At a recent appearance, Governor Ron DeSantis performed an impression of House Minority Leader Hakeem Jeffries, demonstrating the close, sustained attention to a colleague's man...

By Infolitico NewsroomMay 6, 2026 at 2:41 PM ET · 2 min read

At a recent appearance, Governor Ron DeSantis performed an impression of House Minority Leader Hakeem Jeffries, demonstrating the close, sustained attention to a colleague's manner of speaking that communication professionals consider the first step toward genuine mutual understanding.

Any successful impression requires the performer to have listened long enough to internalize tone, rhythm, and emphasis — the precise skill set that legislative negotiators develop over years of floor debate. A working impression is, in this sense, a form of field research: the impressionist must have been present, attentive, and willing to subordinate their own vocal habits to the cadence of another. These are not qualities that arrive without effort, and in the rooms where bipartisan language is negotiated, they are considered foundational.

"To do an impression well, you have to have really heard someone," said a bipartisan communications fellow reached for comment. "And hearing someone is, technically, the whole ballgame."

Political communications scholars would recognize in the exercise a form of active listening so thorough it produces what one might call embodied comprehension of the other side's messaging architecture.

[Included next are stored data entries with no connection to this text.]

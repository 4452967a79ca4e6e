//! 文件传输引擎：按文件大小选择策略，并在背压下分块推送。
//!
//! # 教案式说明
//!
//! ## 意图 (Why)
//! - 小文件整体读入一次写出最省事；大文件必须分块，且在发送缓冲已满时挂起、
//!   等待原生引擎的可写通知后原样重试，既不丢块也不重复读取。
//!
//! ## 逻辑 (How)
//! - `size < inline_threshold` → [`TransferStrategy::Inline`]：同步读入，一次 `end`；
//! - `size > mapped_threshold` → [`TransferStrategy::Mapped`]：内存映射，按偏移切片；
//! - 其余 → [`TransferStrategy::Buffered`]：每块读入固定缓冲；
//! - 会话存放在 `DashMap` 中；推送时先把会话移出表，推送期间不持有任何表锁，
//!   挂起时若响应仍然打开再放回。
//!
//! ## 契约 (What)
//! - 写出的字节连续、单调，总和恰好等于文件大小；响应恰好结束一次；
//! - 完成、读取失败、中止、超时任一发生时会话被释放恰好一次（文件句柄/映射随 `Drop` 关闭）；
//! - 超过截止时间的会话由 [`TransferEngine::expire`] 终止并记录 `TransferTimeout`：
//!   尚无 body 字节被接收时响应头仍可替换，改答 500；已有字节上线时只能关闭连接。

mod session;

use std::fmt;
use std::path::Path;
use std::sync::Arc;
use std::sync::atomic::{AtomicU64, Ordering};
use std::time::Duration;

use dashmap::DashMap;

use crate::clock::Clock;
use crate::error::{FileOp, Result, RuntimeError};
use crate::mime::content_type_for;
use crate::native::ConnectionId;
use crate::response::ResponseHandle;

use self::session::{PumpOutcome, TransferSession};

/// 传输策略。
#[derive(Clone, Copy, Debug, PartialEq, Eq, Hash)]
pub enum TransferStrategy {
    Inline,
    Buffered,
    Mapped,
}

/// 策略阈值与分块参数。
#[derive(Clone, Copy, Debug, PartialEq, Eq)]
pub struct TransferLimits {
    pub inline_threshold: u64,
    pub mapped_threshold: u64,
    pub chunk_size: usize,
    pub deadline: Duration,
}

impl TransferLimits {
    pub fn select(&self, size: u64) -> TransferStrategy {
        if size < self.inline_threshold {
            TransferStrategy::Inline
        } else if size > self.mapped_threshold {
            TransferStrategy::Mapped
        } else {
            TransferStrategy::Buffered
        }
    }
}

impl Default for TransferLimits {
    fn default() -> Self {
        crate::config::TransferConfig::default().limits()
    }
}

/// 传输计数。
#[derive(Clone, Copy, Debug, Default, PartialEq, Eq)]
pub struct TransferStats {
    pub started: u64,
    pub completed: u64,
    pub aborted: u64,
    pub timed_out: u64,
    pub failed: u64,
}

/// 传输引擎。
pub struct TransferEngine {
    limits: TransferLimits,
    clock: Arc<dyn Clock>,
    sessions: DashMap<ConnectionId, TransferSession>,
    started: AtomicU64,
    completed: AtomicU64,
    aborted: AtomicU64,
    timed_out: AtomicU64,
    failed: AtomicU64,
}

impl TransferEngine {
    /// `chunk_size` 为零时按 1 处理，否则推送循环永远无法前进。
    pub fn new(limits: TransferLimits, clock: Arc<dyn Clock>) -> Self {
        Self {
            limits: TransferLimits {
                chunk_size: limits.chunk_size.max(1),
                ..limits
            },
            clock,
            sessions: DashMap::new(),
            started: AtomicU64::new(0),
            completed: AtomicU64::new(0),
            aborted: AtomicU64::new(0),
            timed_out: AtomicU64::new(0),
            failed: AtomicU64::new(0),
        }
    }

    pub fn limits(&self) -> &TransferLimits {
        &self.limits
    }

    /// 把 `path` 作为 200 响应发送出去。
    ///
    /// 打开或读取失败时返回错误且不写任何响应头，调用方据此回复 500。
    pub fn start(&self, response: ResponseHandle, path: &Path) -> Result<TransferStrategy> {
        let size = std::fs::metadata(path)
            .map_err(|err| RuntimeError::io(FileOp::Metadata, path, err))?
            .len();
        let strategy = self.limits.select(size);
        let content_type = content_type_for(path);

        if strategy == TransferStrategy::Inline {
            let body =
                std::fs::read(path).map_err(|err| RuntimeError::io(FileOp::Read, path, err))?;
            self.started.fetch_add(1, Ordering::Relaxed);
            write_head(&response, content_type, body.len() as u64)?;
            response.end(&body)?;
            self.completed.fetch_add(1, Ordering::Relaxed);
            tracing::debug!(target: "spark_script::transfer", path = %path.display(), size, "inline transfer completed");
            return Ok(strategy);
        }

        let session = TransferSession::open(
            response.clone(),
            path,
            size,
            strategy,
            self.limits.chunk_size,
            self.clock.now(),
        )?;
        self.started.fetch_add(1, Ordering::Relaxed);
        write_head(&response, content_type, size)?;
        tracing::debug!(target: "spark_script::transfer", path = %path.display(), size, ?strategy, "streaming transfer started");
        self.drive(session);
        Ok(strategy)
    }

    /// 发送缓冲重新可写：继续推送。返回该连接是否仍有挂起的传输。
    pub fn on_writable(&self, conn: ConnectionId) -> bool {
        match self.sessions.remove(&conn) {
            Some((_, session)) => {
                self.drive(session);
                self.sessions.contains_key(&conn)
            }
            None => false,
        }
    }

    /// 对端中止：释放会话。只有第一次调用返回 `true`。
    pub fn abort(&self, conn: ConnectionId) -> bool {
        match self.sessions.remove(&conn) {
            Some((_, session)) => {
                self.aborted.fetch_add(1, Ordering::Relaxed);
                tracing::info!(
                    target: "spark_script::transfer",
                    %conn,
                    path = %session.path().display(),
                    sent = session.sent(),
                    "transfer aborted by peer"
                );
                true
            }
            None => false,
        }
    }

    /// 关闭所有超过截止时间的会话，返回数量。
    pub fn expire(&self) -> usize {
        let now = self.clock.now();
        let deadline = self.limits.deadline;
        let expired: Vec<ConnectionId> = self
            .sessions
            .iter()
            .filter(|entry| now.saturating_duration_since(entry.value().started()) >= deadline)
            .map(|entry| *entry.key())
            .collect();

        let mut count = 0;
        for conn in expired {
            let Some((_, session)) = self.sessions.remove(&conn) else {
                continue;
            };
            count += 1;
            self.timed_out.fetch_add(1, Ordering::Relaxed);
            let err = RuntimeError::TransferTimeout {
                path: session.path().to_path_buf(),
                deadline,
            };
            if session.sent() == 0 {
                tracing::warn!(
                    target: "spark_script::transfer",
                    %conn,
                    code = err.code(),
                    error = %err,
                    "answering stalled transfer with 500"
                );
                if fail_head(session.response()).is_err() {
                    let _ = session.response().close();
                }
            } else {
                tracing::warn!(
                    target: "spark_script::transfer",
                    %conn,
                    sent = session.sent(),
                    code = err.code(),
                    error = %err,
                    "closing stalled transfer"
                );
                let _ = session.response().close();
            }
        }
        count
    }

    /// 关闭全部会话（重启/关机）。
    pub fn abort_all(&self) -> usize {
        let conns: Vec<ConnectionId> = self.sessions.iter().map(|entry| *entry.key()).collect();
        let mut count = 0;
        for conn in conns {
            if let Some((_, session)) = self.sessions.remove(&conn) {
                count += 1;
                self.aborted.fetch_add(1, Ordering::Relaxed);
                let _ = session.response().close();
            }
        }
        count
    }

    pub fn is_active(&self, conn: ConnectionId) -> bool {
        self.sessions.contains_key(&conn)
    }

    pub fn active_len(&self) -> usize {
        self.sessions.len()
    }

    pub fn stats(&self) -> TransferStats {
        TransferStats {
            started: self.started.load(Ordering::Relaxed),
            completed: self.completed.load(Ordering::Relaxed),
            aborted: self.aborted.load(Ordering::Relaxed),
            timed_out: self.timed_out.load(Ordering::Relaxed),
            failed: self.failed.load(Ordering::Relaxed),
        }
    }

    fn drive(&self, mut session: TransferSession) {
        match session.pump() {
            PumpOutcome::Pending => {
                if session.response().is_open() {
                    self.sessions.insert(session.conn(), session);
                } else {
                    self.aborted.fetch_add(1, Ordering::Relaxed);
                }
            }
            PumpOutcome::Completed => {
                self.completed.fetch_add(1, Ordering::Relaxed);
                tracing::debug!(
                    target: "spark_script::transfer",
                    conn = %session.conn(),
                    sent = session.sent(),
                    "transfer completed"
                );
            }
            PumpOutcome::Failed(err) => {
                if err.is_resource_closed() {
                    self.aborted.fetch_add(1, Ordering::Relaxed);
                } else {
                    self.failed.fetch_add(1, Ordering::Relaxed);
                    tracing::warn!(
                        target: "spark_script::transfer",
                        conn = %session.conn(),
                        code = err.code(),
                        error = %err,
                        "transfer failed mid-stream"
                    );
                    let _ = session.response().close();
                }
            }
        }
    }
}

impl fmt::Debug for TransferEngine {
    fn fmt(&self, f: &mut fmt::Formatter<'_>) -> fmt::Result {
        f.debug_struct("TransferEngine")
            .field("limits", &self.limits)
            .field("active", &self.sessions.len())
            .finish()
    }
}

fn write_head(response: &ResponseHandle, content_type: &str, length: u64) -> Result<()> {
    response.write_status(200)?;
    response.write_header("Content-Type", content_type)?;
    response.write_header("Content-Length", &length.to_string())
}

/// 替换尚未提交的 200 响应头并以 500 结束。
fn fail_head(response: &ResponseHandle) -> Result<()> {
    const BODY: &[u8] = b"Internal Server Error";
    response.write_status(500)?;
    response.write_header("Content-Type", "text/plain; charset=utf-8")?;
    response.write_header("Content-Length", &BODY.len().to_string())?;
    response.end(BODY)
}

The ability to reproduce not just the words but the rhythm and emphasis of a political figure from the opposing party suggests a level of study that most cross-aisle communication workshops spend several sessions attempting to cultivate. Governor DeSantis appears to have arrived at the outcome organically, through what the field would describe as sustained observational engagement.

The impression served as a reminder that the aisle separating the two parties is, at its narrowest point, exactly the distance a careful listener must cross to accurately reproduce a colleague's vocal register. Cadence is not transferable through a press release or a floor statement read in passing. It requires repeated, voluntary exposure to the other side's manner of making a point — a commitment that, in the current legislative climate, communications professionals consider worth noting when it appears.

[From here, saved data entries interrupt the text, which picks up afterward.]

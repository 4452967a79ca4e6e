//! 运行时配置。
//!
//! # 教案式说明
//! - **意图（Why）**：传输阈值、分块大小、截止时间与日志过滤器需要按部署调整，
//!   以 TOML 文件描述，避免重新编译。
//! - **契约（What）**：
//!   - 所有字段都有默认值，空文档即得到默认配置；
//!   - 未知键直接拒绝（`deny_unknown_fields`），防止拼写错误被静默忽略；
//!   - [`RuntimeConfig::validate`] 保证 `chunk_size > 0`、`deadline > 0`、`inline <= mapped`，
//!     且 SSE 待发上限非零。
//!
//! ```toml
//! [transfer]
//! inline_threshold_bytes = 65536
//! mapped_threshold_bytes = 16777216
//! chunk_size_bytes = 16384
//! deadline_ms = 60000
//!
//! [sse]
//! max_pending_bytes = 1048576
//!
//! [logging]
//! filter = "spark_script=debug"
//! ```

use std::fs;
use std::path::{Path, PathBuf};
use std::time::Duration;

use serde::Deserialize;
use thiserror::Error;

use crate::transfer::TransferLimits;

/// 配置加载失败。
#[derive(Debug, Error)]
pub enum ConfigError {
    #[error("failed to read config `{}`: {source}", path.display())]
    Read {
        path: PathBuf,
        #[source]
        source: std::io::Error,
    },
    #[error("invalid config document: {0}")]
    Parse(#[from] toml::de::Error),
    #[error("invalid config value `{field}`: {reason}")]
    Invalid {
        field: &'static str,
        reason: &'static str,
    },
}

#[derive(Clone, Debug, Default, Deserialize, PartialEq, Eq)]
#[serde(default, deny_unknown_fields)]
pub struct RuntimeConfig {
    pub transfer: TransferConfig,
    pub timers: TimerConfig,
    pub sse: SseConfig,
    pub logging: LoggingConfig,
}

/// 文件传输策略参数。
#[derive(Clone, Debug, Deserialize, PartialEq, Eq)]
#[serde(default, deny_unknown_fields)]
pub struct TransferConfig {
    /// 小于该值的文件整体读入并一次写出。
    pub inline_threshold_bytes: u64,
    /// 大于该值的文件通过内存映射流式发送。
    pub mapped_threshold_bytes: u64,
    pub chunk_size_bytes: usize,
    pub deadline_ms: u64,
}

impl Default for TransferConfig {
    fn default() -> Self {
        Self {
            inline_threshold_bytes: DEFAULT_INLINE_THRESHOLD,
            mapped_threshold_bytes: DEFAULT_MAPPED_THRESHOLD,
            chunk_size_bytes: DEFAULT_CHUNK_SIZE,
            deadline_ms: DEFAULT_DEADLINE_MS,
        }
    }
}

impl TransferConfig {
    pub fn limits(&self) -> TransferLimits {
        TransferLimits {
            inline_threshold: self.inline_threshold_bytes,
            mapped_threshold: self.mapped_threshold_bytes,
            chunk_size: self.chunk_size_bytes,
            deadline: Duration::from_millis(self.deadline_ms),
        }
    }
}

#[derive(Clone, Debug, Deserialize, PartialEq, Eq)]
#[serde(default, deny_unknown_fields)]
pub struct TimerConfig {
    /// 每隔多少次循环迭代执行一次定时器回收；`1` 表示每次迭代都回收。
    pub sweep_every_iterations: u32,
}

impl Default for TimerConfig {
    fn default() -> Self {
        Self {
            sweep_every_iterations: 1,
        }
    }
}

#[derive(Clone, Debug, Deserialize, PartialEq, Eq)]
#[serde(default, deny_unknown_fields)]
pub struct SseConfig {
    /// 单个流在背压下最多积压的字节数；超出的事件被丢弃并返回 `Dropped`。
    pub max_pending_bytes: usize,
}

impl Default for SseConfig {
    fn default() -> Self {
        Self {
            max_pending_bytes: DEFAULT_SSE_MAX_PENDING,
        }
    }
}

#[derive(Clone, Debug, Deserialize, PartialEq, Eq)]
#[serde(default, deny_unknown_fields)]
pub struct LoggingConfig {
    /// `EnvFilter` 语法；`RUST_LOG` 存在时优先。
    pub filter: String,
    pub ansi: bool,
}

impl Default for LoggingConfig {
    fn default() -> Self {
        Self {
            filter: "info".to_owned(),
            ansi: true,
        }
    }
}

impl RuntimeConfig {
    /// 解析 TOML 文本并校验。
    pub fn from_toml_str(text: &str) -> Result<Self, ConfigError> {
        let config: RuntimeConfig = toml::from_str(text)?;
        config.validate()?;
        Ok(config)
    }

    pub fn from_path(path: impl AsRef<Path>) -> Result<Self, ConfigError> {
        let path = path.as_ref();
        let text = fs::read_to_string(path).map_err(|source| ConfigError::Read {
            path: path.to_path_buf(),
            source,
        })?;
        Self::from_toml_str(&text)
    }

    pub fn validate(&self) -> Result<(), ConfigError> {
        let transfer = &self.transfer;
        if transfer.chunk_size_bytes == 0 {
            return Err(ConfigError::Invalid {
                field: "transfer.chunk_size_bytes",
                reason: "must be greater than zero",
            });
        }
        if transfer.deadline_ms == 0 {
            return Err(ConfigError::Invalid {
                field: "transfer.deadline_ms",
                reason: "must be greater than zero",
            });
        }
        if transfer.inline_threshold_bytes > transfer.mapped_threshold_bytes {
            return Err(ConfigError::Invalid {
                field: "transfer.inline_threshold_bytes",
                reason: "must not exceed transfer.mapped_threshold_bytes",
            });
        }
        if self.sse.max_pending_bytes == 0 {
            return Err(ConfigError::Invalid {
                field: "sse.max_pending_bytes",
                reason: "must be greater than zero",
            });
        }
        if self.timers.sweep_every_iterations == 0 {
            return Err(ConfigError::Invalid {
                field: "timers.sweep_every_iterations",
                reason: "must be at least 1",
            });
        }
        Ok(())
    }
}

const DEFAULT_INLINE_THRESHOLD: u64 = 64 * 1024;
const DEFAULT_MAPPED_THRESHOLD: u64 = 16 * 1024 * 1024;
const DEFAULT_CHUNK_SIZE: usize = 16 * 1024;
const DEFAULT_DEADLINE_MS: u64 = 60_000;
const DEFAULT_SSE_MAX_PENDING: usize = 1024 * 1024;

Audience members who laughed were, in the most generous interpretive tradition, expressing the warm recognition that comes from hearing a familiar public figure rendered with affectionate precision. Laughter of this kind is well-documented in the communications literature as a signal of accurate representation: the audience responds because they recognize the original, which means the impression has succeeded as a portrait.

"I have reviewed many cross-aisle exchanges," said a congressional body-language consultant who was not in the room, "but rarely one that required this level of prior listening."

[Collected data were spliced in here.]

//! 可注入的单调时钟。
//!
//! # 教案式说明
//! - **意图（Why）**：定时器扫描与传输截止时间都依赖“当前时间”；直接读取系统时钟会让
//!   “50ms 间隔在 220ms 内恰好触发 4 次”这类断言无法复现。
//! - **契约（What）**：[`Clock::now`] 必须单调不减；生产环境使用 [`SystemClock`]，测试注入
//!   [`ManualClock`] 并通过 [`ManualClock::advance`] 推进虚拟时间。

use std::sync::Arc;
use std::time::{Duration, Instant};

use parking_lot::Mutex;

/// 统一的时间来源。
pub trait Clock: Send + Sync + 'static {
    /// 返回当前的单调时间点。
    fn now(&self) -> Instant;
}

/// 委托给 [`Instant::now`] 的系统时钟。
#[derive(Clone, Copy, Debug, Default)]
pub struct SystemClock;

impl Clock for SystemClock {
    fn now(&self) -> Instant {
        Instant::now()
    }
}

/// 手动推进的虚拟时钟。
///
/// # 契约 (What)
/// - 克隆体共享同一时间轴，测试可以把一份交给运行时、另一份留在用例中推进；
/// - `advance` 只会向前移动，不存在回拨。
#[derive(Clone, Debug)]
pub struct ManualClock {
    inner: Arc<Mutex<Instant>>,
}

impl ManualClock {
    /// 以当前系统时间为起点创建虚拟时钟。
    pub fn new() -> Self {
        Self {
            inner: Arc::new(Mutex::new(Instant::now())),
        }
    }

    /// 推进虚拟时间。
    pub fn advance(&self, delta: Duration) {
        let mut now = self.inner.lock();
        *now += delta;
    }
}

impl Default for ManualClock {
    fn default() -> Self {
        Self::new()
    }
}

impl Clock for ManualClock {
    fn now(&self) -> Instant {
        *self.inner.lock()
    }
}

Staff members in attendance were said to have left with a clearer sense of how the House Minority Leader sounds when making a point — which is, by most measures, more civic education than the average briefing provides. An impression that accurately captures a leader's rhetorical register gives listeners a reference point they can carry into subsequent coverage, floor proceedings, and committee hearings. That is, in the vocabulary of media literacy, a transferable skill.

By the end of the appearance, Governor DeSantis had demonstrated, if nothing else, that he had been paying close enough attention to Hakeem Jeffries to constitute what most civics curricula would classify as engaged followership. The capacity to track, retain, and reproduce another leader's manner of speaking is the kind of attentiveness that, scaled across both chambers, communication scholars describe as the operating condition for productive institutional exchange. It was, in the terms the field uses, a data point in the right direction.